Source Wageningen : LEI Wageningen UR (LEI Report 2015-109) - ISBN 9789086157143 - 26
Department(s) LEI Consumer and Chain
Publication type Research report
Publication year 2015
Keyword(s) transgenic plants - crops - genetic engineering - soyabeans - fodder - economic impact - netherlands - transgene planten - gewassen - genetische modificatie - sojabonen - veevoeder - economische impact - nederland
Categories Animal Husbandry (General)
Abstract If the Netherlands, alongside Germany, France, Poland, and Hungary, decides to ban genetically modified (GM) soy in animal feed, the use of soy products in animal feed in these five countries will have to decrease by 40 to 50% to ensure that the EU demand for non-GM soy does not exceed the supply on the world market.
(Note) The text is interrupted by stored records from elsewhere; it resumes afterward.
pub fn parse_stream_event(
    frame: &SseFrame,
    _state: &mut StreamState,
) -> Result<Vec<StreamDelta>, DialectError> {
    if frame.is_done() {
        return Ok(vec![StreamDelta::Done]);
    }
    let chunk: ChatCompletionChunk = match serde_json::from_str(&frame.data) {
        Ok(chunk) => chunk,
        // Unknown frames are forwarded-compatible noise, not errors.
        Err(_) => return Ok(vec![StreamDelta::Ignore]),
    };

    let mut deltas = Vec::new();
    if let Some(usage) = &chunk.usage {
        deltas.push(StreamDelta::UsageFinal(usage_from_openai(usage)));
    }
    let Some(choice) = chunk.choices.first() else {
        return Ok(if deltas.is_empty() {
            vec![StreamDelta::Ignore]
        } else {
            deltas
        });
    };
    if let Some(role) = &choice.delta.role {
        deltas.push(StreamDelta::Role(role.clone()));
    }
    if let Some(content) = &choice.delta.content {
        deltas.push(StreamDelta::Content(content.clone()));
    }
    if let Some(reasoning) = &choice.delta.reasoning_content {
        deltas.push(StreamDelta::Reasoning(reasoning.clone()));
    }
    if let Some(calls) = &choice.delta.tool_calls {
        for call in calls {
            deltas.push(StreamDelta::ToolCall {
                index: call.index,
                id: call.id.clone(),
                name: call.function.as_ref().and_then(|f| f.name.clone()),
                arguments_fragment: call.function.as_ref().and_then(|f| f.arguments.clone()),
            });
        }
    }
    if let Some(reason) = &choice.finish_reason {
        deltas.push(StreamDelta::FinishReason(reason.clone()));
    }
    if deltas.is_empty() {
        deltas.push(StreamDelta::Ignore);
    }
    Ok(deltas)
}

/// Emitter state for streaming to an OpenAI-dialect client.
#[derive(Debug)]
pub struct EmitState {
    id: String,
    model: String,
    created: i64,
    role_sent: bool,
    finished: bool,
}

impl EmitState {
    pub fn new(model: &str, created: i64) -> Self {
        Self {
            id: format!("chatcmpl-{}", uuid::Uuid::new_v4().simple()),
            model: model.to_string(),
            created,
            role_sent: false,
            finished: false,
        }
    }

    fn chunk(&self, delta: ChunkDelta, finish_reason: Option<String>) -> ChatCompletionChunk {
        ChatCompletionChunk {
            id: self.id.clone(),
            object: "chat.completion.chunk".to_string(),
            created: self.created,
            model: self.model.clone(),
            choices: vec![ChunkChoice {
                index: 0,
                delta,
                finish_reason,
            }],
            usage: None,
            system_fingerprint: None,
        }
    }
}

pub fn emit_stream_delta(delta: &StreamDelta, state: &mut EmitState) -> Vec<SseFrame> {
    let mut frames = Vec::new();
    if !state.role_sent
        && !matches!(delta, StreamDelta::Ignore | StreamDelta::Done)
    {
        state.role_sent = true;
        let chunk = state.chunk(
            ChunkDelta {
                role: Some("assistant".to_string()),
                ..ChunkDelta::default()
            },
            None,
        );
        frames.push(data_frame(&chunk));
    }

    match delta {
        StreamDelta::Role(_) | StreamDelta::Ignore => {}
        StreamDelta::Content(text) => {
            let chunk = state.chunk(
                ChunkDelta {
                    content: Some(text.clone()),
                    ..ChunkDelta::default()
                },
                None,
            );
            frames.push(data_frame(&chunk));
        }
        StreamDelta::Reasoning(text) => {
            let chunk = state.chunk(
                ChunkDelta {
                    reasoning_content: Some(text.clone()),
                    ..ChunkDelta::default()
                },
                None,
            );
            frames.push(data_frame(&chunk));
        }
        StreamDelta::ToolCall {
            index,
            id,
            name,
            arguments_fragment,
        } => {
            let chunk = state.chunk(
                ChunkDelta {
                    tool_calls: Some(vec![ToolCallChunk {
                        index: *index,
                        id: id.clone(),
                        kind: id.as_ref().map(|_| "function".to_string()),
                        function: Some(FunctionCallChunk {
                            name: name.clone(),
                            arguments: arguments_fragment.clone(),
                        }),
                    }]),
                    ..ChunkDelta::default()
                },
                None,
            );
            frames.push(data_frame(&chunk));
        }
        StreamDelta::FinishReason(reason) => {
            state.finished = true;
            let chunk = state.chunk(ChunkDelta::default(), Some(reason.clone()));
            frames.push(data_frame(&chunk));
        }
        StreamDelta::UsageFinal(usage) => {
            let mut chunk = state.chunk(ChunkDelta::default(), None);
            chunk.choices.clear();
            chunk.usage = Some(usage_to_openai(usage));
            frames.push(data_frame(&chunk));
        }
        StreamDelta::Done => {
            frames.push(SseFrame::data("[DONE]"));
        }
    }
    frames
}

/// Close out a stream toward an OpenAI client when the upstream never sent a
/// terminal frame of its own.
pub fn emit_stream_tail(state: &mut EmitState) -> Vec<SseFrame> {
    let mut frames = Vec::new();
    if !state.finished {
        state.finished = true;
        let chunk = state.chunk(ChunkDelta::default(), Some("stop".to_string()));
        frames.push(data_frame(&chunk));
    }
    frames.push(SseFrame::data("[DONE]"));
    frames
}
The extra costs to Dutch livestock farmers over a period of 3 to 5 years as a result of the more expensive non-GM soy and alternative protein sources are estimated at between €60 and €100 million a year, with approximately 80% being borne by poultry farmers. Livestock numbers and productivity will then be maintained. A partial shift in trade flows from animal feed ingredients can be expected from import in the west of the EU - for example, through the port of Rotterdam - to intra-EU flows from production areas within the EU to consumers and via the waterway axis from regions east of the EU, such as Ukraine. Less soy will enter the EU via the Netherlands. This deficit can be offset by the increased demand for alternative protein sources, which will be partly imported from overseas. The effects on Dutch ports, the transport sector, and employment will depend on the nature of the trade flow shifts.